START Given information

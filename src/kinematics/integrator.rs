//! Kinematics domain: gravity integration and two-pass swept collision resolution.

use bevy::prelude::*;

use crate::kinematics::{KinematicBody, ShapeCaster};

/// Movement settings shared by every kinematic body.
#[derive(Resource, Debug, Clone, Copy)]
pub struct Integrator {
    /// Gap kept between a body and any surface it stops against
    pub shell_radius: f32,
    /// Displacements at or below this length are not cast or applied
    pub min_move_distance: f32,
}

impl Default for Integrator {
    fn default() -> Self {
        Self {
            shell_radius: 0.01,
            min_move_distance: 0.001,
        }
    }
}

/// Record of one resolved movement pass.
#[derive(Debug, Clone, Copy, Default, PartialEq)]
pub struct MovementPass {
    pub intended: Vec2,
    pub start: Vec2,
    pub end: Vec2,
}

impl MovementPass {
    pub fn actual(&self) -> Vec2 {
        self.end - self.start
    }

    /// True when the pass covered less than `ratio` of a displacement longer than `min_expected`.
    pub fn is_blocked(&self, ratio: f32, min_expected: f32) -> bool {
        let expected = self.intended.length();
        expected > min_expected && self.actual().length() < expected * ratio
    }
}

#[derive(Debug, Clone, Copy, Default, PartialEq)]
pub struct StepOutcome {
    pub horizontal: MovementPass,
    pub vertical: MovementPass,
}

impl StepOutcome {
    pub fn passes(&self) -> [MovementPass; 2] {
        [self.horizontal, self.vertical]
    }
}

impl Integrator {
    /// Falling bodies get the scaled gravity, everything else the plain one.
    pub fn apply_gravity(body: &mut KinematicBody, gravity: Vec2, dt: f32) {
        if body.velocity.y < 0.0 {
            body.velocity += body.gravity_modifier * gravity * dt;
        } else {
            body.velocity += gravity * dt;
        }
    }

    /// Advance one fixed tick: gravity, horizontal pass along the ground, then vertical pass.
    pub fn step<C: ShapeCaster + ?Sized>(
        &self,
        body: &mut KinematicBody,
        position: &mut Vec2,
        caster: &C,
        gravity: Vec2,
        dt: f32,
    ) -> StepOutcome {
        Self::apply_gravity(body, gravity, dt);
        body.velocity.x = body.target_velocity.x;
        body.grounded = false;

        let delta = body.velocity * dt;
        let along_ground = Vec2::new(body.ground_normal.y, -body.ground_normal.x);

        let horizontal =
            self.perform_movement(body, position, caster, along_ground * delta.x, false);
        let vertical = self.perform_movement(body, position, caster, Vec2::Y * delta.y, true);

        StepOutcome {
            horizontal,
            vertical,
        }
    }

    /// Sweep `movement` from `position`, resolve hits against `body`, and move.
    pub fn perform_movement<C: ShapeCaster + ?Sized>(
        &self,
        body: &mut KinematicBody,
        position: &mut Vec2,
        caster: &C,
        movement: Vec2,
        vertical: bool,
    ) -> MovementPass {
        let start = *position;
        if vertical {
            body.grounded = false;
        }

        let mut distance = movement.length();
        if distance <= self.min_move_distance {
            return MovementPass {
                intended: movement,
                start,
                end: start,
            };
        }

        if let Ok(direction) = Dir2::new(movement) {
            for hit in caster.cast(*position, direction, distance + self.shell_radius) {
                let mut normal = hit.normal;

                if vertical && movement.y < 0.0 && normal.y > body.min_ground_normal_y {
                    body.grounded = true;
                    body.ground_normal = normal;
                    normal.x = 0.0;
                }

                if body.grounded {
                    // Slide: drop only the part of the velocity pushing into the surface
                    let projection = body.velocity.dot(normal);
                    if projection < 0.0 {
                        body.velocity -= projection * normal;
                    }
                } else if vertical {
                    body.velocity.y = body.velocity.y.min(0.0);
                } else {
                    body.velocity.x = 0.0;
                }

                distance = distance.min(hit.distance - self.shell_radius);
            }

            *position += *direction * distance;
        }

        MovementPass {
            intended: movement,
            start,
            end: *position,
        }
    }
}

END Given information

Find the number of lines in the records that contain "bool", and write that number only.

Solution to this problem:
2